Portfolio investment sees outflows

In October 2021, concerns about rising inflation rates and a tightening of monetary policy in the major economies continued to influence the international financial markets. Germany’s cross-border portfolio investment recorded net capital exports of €27.5 billion (after €34.9 billion in September). Domestic investors added, on balance, €12.2 billion worth of securities issued by non-residents to their portfolios, purchasing mutual fund shares (€10.4 billion), shares (€6.3 billion) and money market paper (€0.8 billion), but offloading bonds (€5.3 billion). Foreign investors disposed of German securities to the tune of €15.3 billion net, mainly selling money market paper (€9.6 billion) and shares (€5.0 billion) but also, to a lesser extent, mutual fund shares (€0.5 billion) and bonds (€0.1 billion).
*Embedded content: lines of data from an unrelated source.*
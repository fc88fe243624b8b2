//! CLI error types
//!
//! Every CLI error ends the process with a non-zero exit. `main` prints the
//! stable code before the message.

use std::fmt;
use std::io;
use std::path::PathBuf;

use thiserror::Error;

use crate::config::ConfigError;

/// Stable machine-readable failure class
#[derive(Debug, Clone, Copy, PartialEq, Eq)]
pub enum CliErrorCode {
    ConfigError,
    IoError,
    InvalidSnapshot,
    BootFailed,
}

impl CliErrorCode {
    pub fn as_str(self) -> &'static str {
        match self {
            Self::ConfigError => "CLIENTDIR_CLI_CONFIG_ERROR",
            Self::IoError => "CLIENTDIR_CLI_IO_ERROR",
            Self::InvalidSnapshot => "CLIENTDIR_CLI_INVALID_SNAPSHOT",
            Self::BootFailed => "CLIENTDIR_CLI_BOOT_FAILED",
        }
    }
}

impl fmt::Display for CliErrorCode {
    fn fmt(&self, f: &mut fmt::Formatter<'_>) -> fmt::Result {
        f.write_str(self.as_str())
    }
}

pub type CliResult<T> = Result<T, CliError>;

#[derive(Debug, Error)]
pub enum CliError {
    #[error(transparent)]
    Config(#[from] ConfigError),

    #[error("cannot read {path}: {source}")]
    ReadSnapshot {
        path: PathBuf,
        #[source]
        source: io::Error,
    },

    #[error("{path} is not a client snapshot: {source}")]
    InvalidSnapshot {
        path: PathBuf,
        #[source]
        source: serde_json::Error,
    },

    #[error("cannot encode inspect report: {0}")]
    Report(#[from] serde_json::Error),

    #[error("cannot start async runtime: {0}")]
    Runtime(#[source] io::Error),

    #[error("HTTP server stopped: {0}")]
    Serve(#[source] io::Error),
}

impl CliError {
    pub fn code(&self) -> CliErrorCode {
        match self {
            Self::Config(_) => CliErrorCode::ConfigError,
            Self::ReadSnapshot { .. } | Self::Report(_) => CliErrorCode::IoError,
            Self::InvalidSnapshot { .. } => CliErrorCode::InvalidSnapshot,
            Self::Runtime(_) | Self::Serve(_) => CliErrorCode::BootFailed,
        }
    }
}

#[cfg(test)]
mod tests {
    use super::*;
    use std::error::Error as _;

    #[test]
    fn test_config_error_keeps_message() {
        let err = CliError::from(ConfigError::Invalid("poll_interval_ms must be > 0".into()));
        assert_eq!(err.code(), CliErrorCode::ConfigError);
        assert_eq!(
            format!("{}: {}", err.code(), err),
            "CLIENTDIR_CLI_CONFIG_ERROR: Invalid configuration: poll_interval_ms must be > 0"
        );
    }

    #[test]
    fn test_io_failures_keep_source() {
        let err = CliError::ReadSnapshot {
            path: PathBuf::from("/drops/clients_1.json"),
            source: io::Error::from(io::ErrorKind::NotFound),
        };
        assert_eq!(err.code(), CliErrorCode::IoError);
        assert!(err.to_string().starts_with("cannot read /drops/clients_1.json"));
        assert!(err.source().is_some());

        let err = CliError::Serve(io::Error::from(io::ErrorKind::AddrInUse));
        assert_eq!(err.code().as_str(), "CLIENTDIR_CLI_BOOT_FAILED");
    }
}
In October, the balance of financial derivatives recorded net outflows (€2.3 billion).

By contrast, direct investment generated net capital imports of €6.3 billion in October (September: net capital exports of €4.6 billion). Foreign enterprises injected their affiliates in Germany with direct investment funds worth €11.1 billion, of which just over half consisted of additional equity capital (€6.3 billion). Furthermore, non-resident firms issued €4.8 billion in new intra-group loans. Overall, domestic enterprises increased their foreign direct investment by €4.8 billion. They boosted their equity capital in non-resident enterprises by €6.1 billion, predominantly in the form of reinvested earnings. By contrast, the outstanding volume of intra-group loans decreased.
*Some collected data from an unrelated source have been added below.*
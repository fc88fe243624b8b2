//! Snapshot Loader subsystem
//!
//! Keeps the client index in step with the JSON snapshot files an
//! external pipeline drops into a watched directory.
//!
//! # Design
//!
//! - Polling, newest modification time wins; the pipeline gives no other
//!   completion signal, so staleness is bounded by the poll interval
//! - A file is "applied" only after it parsed and was swapped in
//! - A failing file is retried every poll until it loads or a newer file
//!   supersedes it
//! - The last applied reference is process-local and not persisted

mod errors;
mod pattern;
mod status;
mod watcher;

pub use errors::{LoaderError, LoaderResult};
pub use pattern::FilePattern;
pub use status::{AppliedSnapshot, PollOutcome, SnapshotCandidate, SnapshotStatus};
pub use watcher::{LoaderConfig, SnapshotLoader};
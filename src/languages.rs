//! Operations on finite languages: sets of strings that combine by
//! concatenation. The closures of an infinite language can't be listed, so
//! `kleene_closure` and `positive_closure` take an explicit iteration bound and
//! return a finite truncation.
//!
//! Products are computed level by level. With `|A|` distinct strings, level
//! `k` has up to `|A|^k` members, so every bound here must be kept small by
//! the caller.

use tracing::trace;

use crate::set::{common_to, union_of, without, Minuend, TokenSet};
use crate::strings;

/// Joins the union of `a` and `b` into one string with no separator.
///
/// This is not the language product `{ x + y : x in a, y in b }`: the
/// distinct strings of `a` and then `b` are simply glued together, in union
/// order.
#[must_use]
pub fn concatenate<S: AsRef<str>>(a: &[S], b: &[S]) -> String {
    union_of(a, b).iter().collect()
}

/// Reverses every distinct string of `a`, and also reverses their order.
#[must_use]
pub fn reverse<S: AsRef<str>>(a: &[S]) -> TokenSet<'static> {
    let mut reversed = TokenSet::default();
    for token in TokenSet::of(a).iter().rev() {
        reversed.insert_owned(strings::reverse(token), ());
    }
    reversed
}

/// The distinct strings of `a` or `b`, `a`'s first.
#[must_use]
pub fn union<'data, S: AsRef<str>>(a: &'data [S], b: &'data [S]) -> TokenSet<'data> {
    union_of(a, b)
}

/// The strings of `b` that also occur in `a`, in `b`'s order.
#[must_use]
pub fn intersection<'data, S: AsRef<str>>(a: &[S], b: &'data [S]) -> TokenSet<'data> {
    common_to(a, b)
}

/// The strings of `a` that don't occur in `b`, in `a`'s order.
#[must_use]
pub fn difference<'data, S: AsRef<str>>(a: &'data [S], b: &'data [S]) -> TokenSet<'data> {
    without(a, b, Minuend::First)
}

/// The `n`-fold string product of `a` with itself: `a^1` is the distinct
/// strings of `a`, and `a^k` holds `p + x` for each `p` in `a^(k-1)` and each
/// `x` in `a`, generated prefix by prefix. A power of zero or less is empty.
#[must_use]
pub fn power<'data, S: AsRef<str>>(a: &'data [S], n: i64) -> TokenSet<'data> {
    if n <= 0 {
        return TokenSet::default();
    }
    let base = TokenSet::of(a);
    let mut level = base.clone();
    for k in 1..n {
        level = product(&level, &base);
        trace!(level = k + 1, members = level.len(), "advanced power");
    }
    level
}

/// The strings of `l^0 ∪ l^1 ∪ ...`, truncated after `max_iterations` levels.
/// `l^0` is the empty string, so the result always holds `""` first, and a
/// bound of zero or less gives exactly `{""}`.
#[must_use]
pub fn kleene_closure<'data, S: AsRef<str>>(
    l: &'data [S],
    max_iterations: i64,
) -> TokenSet<'data> {
    let base = TokenSet::of(l);
    let mut closure = TokenSet::default();
    closure.insert_borrowed("", ());
    let mut frontier = base.clone();
    for iteration in 0..max_iterations {
        closure.absorb(&frontier);
        // The frontier one level beyond the bound would never be merged
        if iteration + 1 < max_iterations {
            frontier = product(&frontier, &base);
            trace!(level = iteration + 2, frontier = frontier.len(), "advanced kleene closure");
        }
    }
    closure
}

/// The strings of `l^1 ∪ l^2 ∪ ...`, truncated after `max_iterations` levels.
/// A bound of one or less gives exactly the distinct strings of `l`.
#[must_use]
pub fn positive_closure<'data, S: AsRef<str>>(
    l: &'data [S],
    max_iterations: i64,
) -> TokenSet<'data> {
    let base = TokenSet::of(l);
    let mut closure = base.clone();
    let mut frontier = base.clone();
    for iteration in 1..max_iterations {
        frontier = product(&frontier, &base);
        trace!(level = iteration + 1, frontier = frontier.len(), "advanced positive closure");
        closure.absorb(&frontier);
    }
    closure
}

/// `{ p + x : p in prefixes, x in suffixes }`, for each prefix in order and
/// then each suffix in order.
fn product<'data>(prefixes: &TokenSet<'_>, suffixes: &TokenSet<'_>) -> TokenSet<'data> {
    let mut next = TokenSet::default();
    for prefix in prefixes.iter() {
        for suffix in suffixes.iter() {
            next.insert_owned(strings::concatenate(prefix, suffix), ());
        }
    }
    next
}

#[allow(clippy::pedantic)]
#[cfg(test)]
mod test {
    use super::*;
    use itertools::Itertools;

    const EMPTY: [&str; 0] = [];

    #[test]
    fn concatenate_joins_the_union() {
        assert_eq!(concatenate(&["a", "b"], &["b", "c"]), "abc");
        assert_eq!(concatenate(&["ab", "ab"], &EMPTY), "ab");
        assert_eq!(concatenate(&EMPTY, &EMPTY), "");
    }

    #[test]
    fn reverse_flips_each_string_and_the_order() {
        assert_eq!(reverse(&["ab", "cd"]).to_vec(), ["dc", "ba"]);
        assert_eq!(reverse(&["ab", "cd", "ab"]).to_vec(), ["dc", "ba"]);
        assert_eq!(reverse(&["ñu"]).to_vec(), ["uñ"]);
    }

    #[test]
    fn union_intersection_difference() {
        assert_eq!(union(&["a", "b"], &["b", "c"]).to_vec(), ["a", "b", "c"]);
        assert_eq!(intersection(&["a", "b", "c"], &["c", "b", "c"]).to_vec(), ["c", "b"]);
        assert_eq!(difference(&["a", "b", "a", "c"], &["b"]).to_vec(), ["a", "c"]);
    }

    #[test]
    fn power_generates_prefix_by_prefix() {
        assert_eq!(power(&["a", "b"], 2).to_vec(), ["aa", "ab", "ba", "bb"]);
        assert_eq!(
            power(&["0", "1"], 3).to_vec(),
            ["000", "001", "010", "011", "100", "101", "110", "111"]
        );
    }

    #[test]
    fn power_of_one_is_the_distinct_strings_and_below_one_is_empty() {
        assert_eq!(power(&["b", "a", "b"], 1).to_vec(), ["b", "a"]);
        assert!(power(&["a", "b"], 0).is_empty());
        assert!(power(&["a", "b"], -1).is_empty());
        assert!(power(&EMPTY, 4).is_empty());
    }

    #[test]
    fn power_of_two_has_a_member_for_each_pair() {
        let a = ["x", "yy", "zzz"];
        let squared = power(&a, 2);
        assert_eq!(squared.len(), a.len() * a.len());
        for (prefix, suffix) in a.iter().cartesian_product(a.iter()) {
            let word = format!("{prefix}{suffix}");
            assert!(squared.contains(&word));
            assert_eq!(strings::length(&word), prefix.len() + suffix.len());
        }
    }

    #[test]
    fn power_collapses_colliding_products() {
        assert_eq!(power(&["a", "aa"], 2).to_vec(), ["aa", "aaa", "aaaa"]);
    }

    #[test]
    fn kleene_closure_starts_with_the_empty_string() {
        assert_eq!(kleene_closure(&["a"], 0).to_vec(), [""]);
        assert_eq!(kleene_closure(&["a"], -3).to_vec(), [""]);
        assert_eq!(kleene_closure(&EMPTY, 5).to_vec(), [""]);
        assert_eq!(kleene_closure(&["a"], 1).to_vec(), ["", "a"]);
        assert_eq!(kleene_closure(&["a"], 3).to_vec(), ["", "a", "aa", "aaa"]);
    }

    #[test]
    fn kleene_closure_merges_levels_in_order() {
        assert_eq!(
            kleene_closure(&["a", "b"], 2).to_vec(),
            ["", "a", "b", "aa", "ab", "ba", "bb"]
        );
        assert_eq!(kleene_closure(&["", "a"], 2).to_vec(), ["", "a", "aa"]);
    }

    #[test]
    fn positive_closure_of_one_iteration_is_the_distinct_strings() {
        assert_eq!(positive_closure(&["b", "a", "b"], 1).to_vec(), ["b", "a"]);
        assert_eq!(positive_closure(&["b", "a"], 0).to_vec(), ["b", "a"]);
        assert!(positive_closure(&EMPTY, 4).is_empty());
    }

    #[test]
    fn positive_closure_excludes_the_empty_string_unless_given() {
        assert_eq!(positive_closure(&["a"], 3).to_vec(), ["a", "aa", "aaa"]);
        assert_eq!(
            positive_closure(&["a", "b"], 2).to_vec(),
            ["a", "b", "aa", "ab", "ba", "bb"]
        );
        assert!(positive_closure(&["", "a"], 2).contains(""));
    }

    #[test]
    fn closures_agree_beyond_the_empty_string() {
        let l = ["ab", "c"];
        let star = kleene_closure(&l, 4);
        let plus = positive_closure(&l, 4);
        assert_eq!(star.iter().skip(1).collect_vec(), plus.iter().collect_vec());
    }
}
Other statistically recorded investment – which comprises loans and trade credits (where these do not constitute direct investment), bank deposits and other investments – registered net inflows of capital amounting to €21.3 billion in October (following €35.8 billion in September). The Bundesbank alone saw net capital imports of €37.0 billion. TARGET2 claims on the ECB fell by €48.5 billion, but non-resident counterparty deposits at the Bundesbank receded as well. Monetary financial institutions (excluding the Bundesbank) recorded net capital exports of €20.4 billion. Cross-border transactions in other investment resulted in rising net claims for general government vis-à-vis non-residents (€4.4 billion) as well, whilst enterprises and households saw inflows worth €9.1 billion from abroad.

The Bundesbank’s reserve assets grew slightly – at transaction values – by €0.3 billion in October.